◆ WHAT THE EXERCISE ASKS
Your task is to find every line of the data that holds the string "restored" and copy it.

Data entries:
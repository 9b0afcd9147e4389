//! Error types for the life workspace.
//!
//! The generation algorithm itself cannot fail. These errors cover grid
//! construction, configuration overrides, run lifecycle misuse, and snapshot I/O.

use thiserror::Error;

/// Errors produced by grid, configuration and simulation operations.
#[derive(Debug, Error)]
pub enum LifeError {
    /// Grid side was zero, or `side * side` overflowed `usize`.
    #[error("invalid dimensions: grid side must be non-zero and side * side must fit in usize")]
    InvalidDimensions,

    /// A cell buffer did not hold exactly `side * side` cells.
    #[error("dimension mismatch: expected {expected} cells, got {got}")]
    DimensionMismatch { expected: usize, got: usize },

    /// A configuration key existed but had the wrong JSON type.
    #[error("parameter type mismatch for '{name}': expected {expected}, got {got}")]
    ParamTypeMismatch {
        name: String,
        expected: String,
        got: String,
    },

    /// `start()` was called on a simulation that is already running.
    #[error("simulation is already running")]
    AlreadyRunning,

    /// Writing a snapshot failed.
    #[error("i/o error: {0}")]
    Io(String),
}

--

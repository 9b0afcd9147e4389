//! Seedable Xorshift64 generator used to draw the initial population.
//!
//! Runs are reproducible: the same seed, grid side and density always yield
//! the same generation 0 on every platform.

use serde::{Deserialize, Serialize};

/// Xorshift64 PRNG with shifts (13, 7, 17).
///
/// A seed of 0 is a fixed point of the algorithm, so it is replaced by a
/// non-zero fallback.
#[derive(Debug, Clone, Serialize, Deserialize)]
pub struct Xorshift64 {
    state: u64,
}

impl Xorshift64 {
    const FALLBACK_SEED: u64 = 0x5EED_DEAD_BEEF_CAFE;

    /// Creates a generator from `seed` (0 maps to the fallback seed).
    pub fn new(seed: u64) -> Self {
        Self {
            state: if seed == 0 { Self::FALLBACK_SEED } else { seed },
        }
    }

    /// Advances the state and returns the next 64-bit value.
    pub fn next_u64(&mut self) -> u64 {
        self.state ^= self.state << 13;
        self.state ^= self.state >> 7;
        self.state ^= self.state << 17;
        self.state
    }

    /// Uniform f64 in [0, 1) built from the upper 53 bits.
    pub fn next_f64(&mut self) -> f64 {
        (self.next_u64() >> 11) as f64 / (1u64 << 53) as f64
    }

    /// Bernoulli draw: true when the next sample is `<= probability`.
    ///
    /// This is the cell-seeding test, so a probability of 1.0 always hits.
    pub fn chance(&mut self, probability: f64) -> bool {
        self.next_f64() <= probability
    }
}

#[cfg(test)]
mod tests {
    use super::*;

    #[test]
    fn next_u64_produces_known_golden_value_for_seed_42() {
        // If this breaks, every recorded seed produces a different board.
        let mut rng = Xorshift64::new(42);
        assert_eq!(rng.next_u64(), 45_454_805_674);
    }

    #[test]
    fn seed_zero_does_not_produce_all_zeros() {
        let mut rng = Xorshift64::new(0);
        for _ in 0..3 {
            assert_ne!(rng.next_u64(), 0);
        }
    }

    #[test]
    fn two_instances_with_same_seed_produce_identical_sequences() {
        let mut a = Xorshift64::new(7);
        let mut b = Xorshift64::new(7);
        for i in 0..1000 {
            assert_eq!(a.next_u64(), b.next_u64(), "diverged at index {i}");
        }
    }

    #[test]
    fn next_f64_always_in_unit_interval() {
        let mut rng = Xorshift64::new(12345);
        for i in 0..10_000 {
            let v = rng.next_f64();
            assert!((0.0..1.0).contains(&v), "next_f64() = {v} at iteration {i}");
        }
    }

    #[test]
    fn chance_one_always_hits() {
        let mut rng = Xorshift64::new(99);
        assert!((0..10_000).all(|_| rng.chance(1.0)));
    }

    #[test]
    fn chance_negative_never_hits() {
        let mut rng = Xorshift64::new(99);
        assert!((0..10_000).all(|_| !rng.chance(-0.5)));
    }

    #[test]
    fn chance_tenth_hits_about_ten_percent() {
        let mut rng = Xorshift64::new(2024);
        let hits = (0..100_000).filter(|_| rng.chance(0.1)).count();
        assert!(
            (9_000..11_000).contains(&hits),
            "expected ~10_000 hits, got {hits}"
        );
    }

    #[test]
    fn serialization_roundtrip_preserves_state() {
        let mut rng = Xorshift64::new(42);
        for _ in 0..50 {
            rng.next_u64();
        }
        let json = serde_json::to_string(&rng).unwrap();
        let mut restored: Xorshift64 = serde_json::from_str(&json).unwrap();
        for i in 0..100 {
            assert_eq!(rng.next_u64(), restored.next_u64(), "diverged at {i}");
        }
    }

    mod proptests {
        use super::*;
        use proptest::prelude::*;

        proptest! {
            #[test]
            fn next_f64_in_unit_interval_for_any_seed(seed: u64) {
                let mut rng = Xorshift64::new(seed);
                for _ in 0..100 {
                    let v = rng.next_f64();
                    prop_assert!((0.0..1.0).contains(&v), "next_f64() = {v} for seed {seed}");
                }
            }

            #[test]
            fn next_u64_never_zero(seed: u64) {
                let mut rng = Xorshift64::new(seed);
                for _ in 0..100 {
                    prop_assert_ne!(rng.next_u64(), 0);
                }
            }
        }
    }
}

◆ RESULT
        let mut restored: Xorshift64 = serde_json::from_str(&json).unwrap();
            assert_eq!(rng.next_u64(), restored.next_u64(), "diverged at {i}");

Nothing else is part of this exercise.